**Task prompt**
Repeat verbatim, and only, the lines of the data below, beginning at the line that contains "pub fn new(proxy: Arc<dyn" and stopping after the line that contains "if proxy_deviation >= 20.0".

*** Opening of Input material ***

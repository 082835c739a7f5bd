//! JSON emit functions for CLI output
//!
//! CLI JSON is emitted as canonical JSON (JCS, RFC 8785) so identical project
//! state prints identical bytes.

use anyhow::{Context, Result};

use super::anchor::GateView;
use super::status::StatusOutput;
use crate::emit_jcs;

/// Emit status output as canonical JSON
pub fn emit_status_json(output: &StatusOutput) -> Result<String> {
    emit_jcs(output).context("Failed to emit status JSON")
}

/// Emit the pending gate as canonical JSON
pub fn emit_gate_json(view: &GateView) -> Result<String> {
    emit_jcs(view).context("Failed to emit gate JSON")
}
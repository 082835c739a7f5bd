//! Deviation scoring for the coherence loop.
//!
//! Scoring is pluggable: [`DeviationScorer`] rates one generated item against
//! the validated anchors, and [`SimilarityProxy`] supplies the file-level
//! similarity both the scorer and anchor pre-validation use. The defaults are
//! heuristics over attempt counts, edit strengths and file statistics; they
//! are not a pixel comparison.

use camino::{Utf8Path, Utf8PathBuf};
use serde::{Deserialize, Serialize};
use std::fmt;
use std::sync::Arc;

use reskin_utils::imaging::read_dimensions;

use crate::classify::ScreenType;
use crate::states::StateKind;

/// Strength the variance term is measured against
pub const NEUTRAL_STRENGTH: f64 = 0.60;
const RETRY_PENALTY_PER_ATTEMPT: f64 = 10.0;
const RETRY_PENALTY_CAP: f64 = 30.0;

/// Similarity of a candidate image to a set of references, 0-100.
pub trait SimilarityProxy: Send + Sync {
    fn similarity(&self, candidate: &Utf8Path, references: &[Utf8PathBuf]) -> f64;
}

/// Compares file sizes: `100 * min/max` of the candidate size and the mean
/// reference size. 100 without references, 0 for an unreadable candidate.
#[derive(Debug, Clone, Copy, Default)]
pub struct FileSizeProxy;

impl SimilarityProxy for FileSizeProxy {
    fn similarity(&self, candidate: &Utf8Path, references: &[Utf8PathBuf]) -> f64 {
        let sizes: Vec<f64> = references
            .iter()
            .filter_map(|p| std::fs::metadata(p).ok())
            .map(|m| m.len() as f64)
            .collect();
        if sizes.is_empty() {
            return 100.0;
        }
        let Ok(meta) = std::fs::metadata(candidate) else {
            return 0.0;
        };
        let candidate_size = meta.len() as f64;
        let mean = sizes.iter().sum::<f64>() / sizes.len() as f64;
        let (lo, hi) = if candidate_size < mean {
            (candidate_size, mean)
        } else {
            (mean, candidate_size)
        };
        if hi <= 0.0 { 100.0 } else { 100.0 * lo / hi }
    }
}

#[derive(Debug, Clone, Copy, PartialEq, Eq, Hash, PartialOrd, Ord, Serialize, Deserialize)]
#[serde(rename_all = "snake_case")]
pub enum OutlierReason {
    ColorDrift,
    StyleInconsistency,
    LayoutDeviation,
    ComponentMismatch,
    SpacingVariance,
    TypographyInconsistency,
}

impl OutlierReason {
    #[must_use]
    pub const fn as_str(&self) -> &'static str {
        match self {
            Self::ColorDrift => "color_drift",
            Self::StyleInconsistency => "style_inconsistency",
            Self::LayoutDeviation => "layout_deviation",
            Self::ComponentMismatch => "component_mismatch",
            Self::SpacingVariance => "spacing_variance",
            Self::TypographyInconsistency => "typography_inconsistency",
        }
    }

    #[must_use]
    pub const fn fix_phrase(&self) -> &'static str {
        match self {
            Self::ColorDrift => "use the exact palette colors from the reference anchors",
            Self::StyleInconsistency => "match the visual style of the reference anchors exactly",
            Self::LayoutDeviation => "keep the original layout and element positions",
            Self::ComponentMismatch => "use the same button, card and input designs as the anchors",
            Self::SpacingVariance => "follow the spacing scale and render at the target viewport",
            Self::TypographyInconsistency => "use the anchor type scale, fonts and weights",
        }
    }
}

impl fmt::Display for OutlierReason {
    fn fmt(&self, f: &mut fmt::Formatter<'_>) -> fmt::Result {
        f.write_str(self.as_str())
    }
}

/// One generated screen or state variant under review.
#[derive(Debug, Clone, PartialEq)]
pub struct CoherenceItem {
    /// `<screen>` or `<screen>-<state>`
    pub item_id: String,
    pub screen_id: String,
    pub state: Option<StateKind>,
    pub screen_type: ScreenType,
    pub path: Utf8PathBuf,
    pub success: bool,
    pub attempts: u32,
    pub strength: f64,
}

#[derive(Debug, Clone, PartialEq)]
pub struct DeviationAssessment {
    /// 0-100, higher is worse
    pub score: f64,
    pub reasons: Vec<OutlierReason>,
    pub recommendations: Vec<String>,
}

impl DeviationAssessment {
    #[must_use]
    pub fn new(score: f64, mut reasons: Vec<OutlierReason>) -> Self {
        reasons.sort();
        reasons.dedup();
        let recommendations = reasons.iter().map(|r| r.fix_phrase().to_string()).collect();
        Self {
            score: score.clamp(0.0, 100.0),
            reasons,
            recommendations,
        }
    }
}

/// Rates how far one item deviates from the anchor set.
pub trait DeviationScorer: Send + Sync {
    /// `anchors` are the image paths of the validated anchors.
    fn assess(&self, item: &CoherenceItem, anchors: &[Utf8PathBuf]) -> DeviationAssessment;
}

/// Default scorer.
///
/// `(retry penalty + strength variance + proxy deviation) * type multiplier`,
/// clamped to 0-100, where the retry penalty is 10 per extra attempt (cap 30),
/// the variance is `|strength - 0.60| * 100` and the proxy deviation is
/// `(100 - similarity) * 0.5`. Failed items score 100.
pub struct HeuristicScorer {
    proxy: Arc<dyn SimilarityProxy>,
}

impl HeuristicScorer {
    #[must_use]
    pub fn new(proxy: Arc<dyn SimilarityProxy>) -> Self {
        Self { proxy }
    }
}

impl Default for HeuristicScorer {
    fn default() -> Self {
        Self::new(Arc::new(FileSizeProxy))
    }
}

impl DeviationScorer for HeuristicScorer {
    fn assess(&self, item: &CoherenceItem, anchors: &[Utf8PathBuf]) -> DeviationAssessment {
        if !item.success || !item.path.is_file() {
            return DeviationAssessment::new(100.0, vec![OutlierReason::StyleInconsistency]);
        }

        let retry_penalty = (f64::from(item.attempts.saturating_sub(1)) * RETRY_PENALTY_PER_ATTEMPT)
            .min(RETRY_PENALTY_CAP);
        let strength_variance = (item.strength - NEUTRAL_STRENGTH).abs() * 100.0;
        let proxy_deviation = (100.0 - self.proxy.similarity(&item.path, anchors)) * 0.5;
        let score = (retry_penalty + strength_variance + proxy_deviation)
            * item.screen_type.deviation_multiplier();

        let mut reasons = Vec::new();
        if proxy_deviation >= 20.0 {
            reasons.push(OutlierReason::ColorDrift);
            reasons.push(OutlierReason::StyleInconsistency);
        }
        if proxy_deviation >= 35.0 {
            reasons.push(OutlierReason::TypographyInconsistency);
        }
        if retry_penalty >= 20.0 {
            reasons.push(OutlierReason::ComponentMismatch);
        }
        if strength_variance >= 10.0 {
            reasons.push(OutlierReason::LayoutDeviation);
        }
        if dimensions_differ(&item.path, anchors) {
            reasons.push(OutlierReason::SpacingVariance);
        }
        DeviationAssessment::new(score, reasons)
    }
}

fn dimensions_differ(candidate: &Utf8Path, anchors: &[Utf8PathBuf]) -> bool {
    let dims = |p: &Utf8Path| std::fs::read(p).ok().and_then(|b| read_dimensions(&b));
    let Some(reference) = anchors.first().and_then(|p| dims(p.as_path())) else {
        return false;
    };
    dims(candidate).is_some_and(|d| d != reference)
}
use reskin_utils::error::ConfigError;
use reskin_utils::types::Viewport;

use super::Config;

/// `#RGB` or `#RRGGBB`, case-insensitive.
pub fn is_hex_color(value: &str) -> bool {
    let Some(hex) = value.trim().strip_prefix('#') else {
        return false;
    };
    matches!(hex.len(), 3 | 6) && hex.chars().all(|c| c.is_ascii_hexdigit())
}

impl Config {
    /// Validate configuration values, reporting every problem at once.
    pub fn validate(&self) -> Result<(), ConfigError> {
        let mut errors = Vec::new();
        let mut check = |ok: bool, key: &str, msg: &str| {
            if !ok {
                errors.push(format!("{key}: {msg}"));
            }
        };

        if let Some(viewport) = &self.defaults.viewport
            && let Err(e) = viewport.parse::<Viewport>()
        {
            check(false, "viewport", &e);
        }
        if let Some(size) = self.defaults.batch_size {
            check((1..=50).contains(&size), "batch_size", "must be between 1 and 50");
        }
        if let Some(size) = self.defaults.state_batch_size {
            check(
                (1..=50).contains(&size),
                "state_batch_size",
                "must be between 1 and 50",
            );
        }
        if let Some(n) = self.defaults.anchor_attempts {
            check((1..=10).contains(&n), "anchor_attempts", "must be between 1 and 10");
        }
        if let Some(n) = self.defaults.propagation_attempts {
            check(
                (1..=10).contains(&n),
                "propagation_attempts",
                "must be between 1 and 10",
            );
        }
        if let Some(ms) = self.defaults.backoff_ms {
            check(ms <= 60_000, "backoff_ms", "exceeds maximum of 60000 ms");
        }
        if let Some(n) = self.defaults.hero_variants {
            check((1..=8).contains(&n), "hero_variants", "must be between 1 and 8");
        }
        if let Some(ttl) = self.defaults.lock_ttl_seconds {
            check(
                (60..=86_400).contains(&ttl),
                "lock_ttl_seconds",
                "must be between 60 and 86400 seconds",
            );
        }

        let palette = [
            ("style.primary", &self.style.primary),
            ("style.secondary", &self.style.secondary),
            ("style.accent", &self.style.accent),
            ("style.background", &self.style.background),
            ("style.surface", &self.style.surface),
            ("style.text", &self.style.text),
            ("style.muted", &self.style.muted),
            ("style.border", &self.style.border),
            ("style.error", &self.style.error),
            ("style.success", &self.style.success),
            ("style.warning", &self.style.warning),
        ];
        for (key, value) in palette {
            if let Some(color) = value {
                check(
                    is_hex_color(color),
                    key,
                    &format!("'{color}' is not a #RRGGBB color"),
                );
            }
        }
        if let Some(spacing) = &self.style.spacing {
            check(!spacing.is_empty(), "style.spacing", "must not be empty");
            check(
                spacing.windows(2).all(|w| w[0] < w[1]),
                "style.spacing",
                "must be strictly increasing",
            );
        }

        let percent = |v: f64| (0.0..=100.0).contains(&v);
        if let Some(t) = self.coherence.threshold {
            check(percent(t), "coherence.threshold", "must be between 0 and 100");
        }
        if let Some(n) = self.coherence.max_passes {
            check(n <= 10, "coherence.max_passes", "exceeds maximum of 10");
        }
        if let Some(n) = self.coherence.regen_attempts {
            check(
                (1..=5).contains(&n),
                "coherence.regen_attempts",
                "must be between 1 and 5",
            );
        }
        let outlier = self.coherence.outlier_threshold;
        let regenerate = self.coherence.regenerate_threshold;
        if let Some(t) = outlier {
            check(percent(t), "coherence.outlier_threshold", "must be between 0 and 100");
        }
        if let Some(t) = regenerate {
            check(
                percent(t),
                "coherence.regenerate_threshold",
                "must be between 0 and 100",
            );
        }
        if let (Some(o), Some(r)) = (outlier, regenerate) {
            check(
                r >= o,
                "coherence.regenerate_threshold",
                "must not be below outlier_threshold",
            );
        }

        // A missing endpoint is reported when the http backend is constructed.
        if let Some(endpoint) = &self.generation.endpoint {
            check(
                endpoint.starts_with("http://") || endpoint.starts_with("https://"),
                "generation.endpoint",
                "must be an http(s) URL",
            );
        }
        match self.generation.provider.as_deref() {
            Some("stub") | Some("http") | None => {}
            Some(other) => check(
                false,
                "generation.provider",
                &format!("unknown provider '{other}' (expected http or stub)"),
            ),
        }
        if let Some(t) = self.generation.timeout_secs {
            check(
                (5..=600).contains(&t),
                "generation.timeout_secs",
                "must be between 5 and 600 seconds",
            );
        }
        if let Some(c) = self.generation.cost_per_image {
            check(c >= 0.0 && c.is_finite(), "generation.cost_per_image", "must be >= 0");
        }
        if let Some(c) = self.generation.failed_call_cost {
            check(c >= 0.0 && c.is_finite(), "generation.failed_call_cost", "must be >= 0");
        }

        if errors.is_empty() {
            Ok(())
        } else {
            Err(ConfigError::ValidationFailed {
                error_count: errors.len(),
                errors,
            })
        }
    }
}
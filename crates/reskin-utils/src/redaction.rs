//! Credential masking for log lines and user-facing error text.
//!
//! Provider error bodies and transport errors can echo request headers or URLs;
//! everything that leaves the process through tracing or `display_for_user` is
//! passed through [`redact_credentials`] first.

use once_cell::sync::Lazy;
use regex::Regex;

static URL_WITH_CREDS: Lazy<Regex> =
    Lazy::new(|| Regex::new(r"(https?://)[^:@\s]+:[^@\s]+@").unwrap());

static BEARER_TOKEN: Lazy<Regex> =
    Lazy::new(|| Regex::new(r"(?i)(bearer\s+)[A-Za-z0-9._~+/=-]+").unwrap());

static KEY_ASSIGNMENT: Lazy<Regex> = Lazy::new(|| {
    Regex::new(r#"(?i)((?:api[_-]?key|x-api-key|token|secret)["']?\s*[:=]\s*["']?)[^\s"',&]+"#)
        .unwrap()
});

// Long opaque strings that look like keys.
static POTENTIAL_KEY: Lazy<Regex> = Lazy::new(|| {
    Regex::new(r"(?:^|[^A-Za-z0-9_-])[A-Za-z0-9_-]{32,}(?:[^A-Za-z0-9_-]|$)").unwrap()
});

/// Mask credentials embedded in free text.
#[must_use]
pub fn redact_credentials(message: &str) -> String {
    let redacted = URL_WITH_CREDS.replace_all(message, "$1[REDACTED]@");
    let redacted = BEARER_TOKEN.replace_all(&redacted, "$1[REDACTED]");
    let redacted = KEY_ASSIGNMENT.replace_all(&redacted, "$1[REDACTED]");
    let redacted = POTENTIAL_KEY.replace_all(&redacted, |caps: &regex::Captures<'_>| {
        let matched = &caps[0];
        let lead = matched
            .chars()
            .next()
            .filter(|c| !(c.is_ascii_alphanumeric() || *c == '_' || *c == '-'));
        let trail = matched
            .chars()
            .last()
            .filter(|c| !(c.is_ascii_alphanumeric() || *c == '_' || *c == '-'));
        format!(
            "{}[REDACTED_KEY]{}",
            lead.map(String::from).unwrap_or_default(),
            trail.map(String::from).unwrap_or_default()
        )
    });
    redacted.into_owned()
}


#[cfg(test)]
mod proptests {
    use super::*;
    use proptest::prelude::*;

    proptest! {
        #[test]
        fn prop_long_keys_never_survive(
            prefix in "[a-z ]{0,20}",
            key in "[A-Za-z0-9]{32,48}",
            suffix in "[a-z ]{0,20}",
        ) {
            let message = format!("{prefix} {key} {suffix}");
            let out = redact_credentials(&message);
            prop_assert!(!out.contains(&key));
        }
    }
}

*** Close of Input material ***

**Output below**
    pub fn new(proxy: Arc<dyn SimilarityProxy>) -> Self {
        Self { proxy }
    }
}

impl Default for HeuristicScorer {
    fn default() -> Self {
        Self::new(Arc::new(FileSizeProxy))
    }
}

impl DeviationScorer for HeuristicScorer {
    fn assess(&self, item: &CoherenceItem, anchors: &[Utf8PathBuf]) -> DeviationAssessment {
        if !item.success || !item.path.is_file() {
            return DeviationAssessment::new(100.0, vec![OutlierReason::StyleInconsistency]);
        }

        let retry_penalty = (f64::from(item.attempts.saturating_sub(1)) * RETRY_PENALTY_PER_ATTEMPT)
            .min(RETRY_PENALTY_CAP);
        let strength_variance = (item.strength - NEUTRAL_STRENGTH).abs() * 100.0;
        let proxy_deviation = (100.0 - self.proxy.similarity(&item.path, anchors)) * 0.5;
        let score = (retry_penalty + strength_variance + proxy_deviation)
            * item.screen_type.deviation_multiplier();

        let mut reasons = Vec::new();
        if proxy_deviation >= 20.0 {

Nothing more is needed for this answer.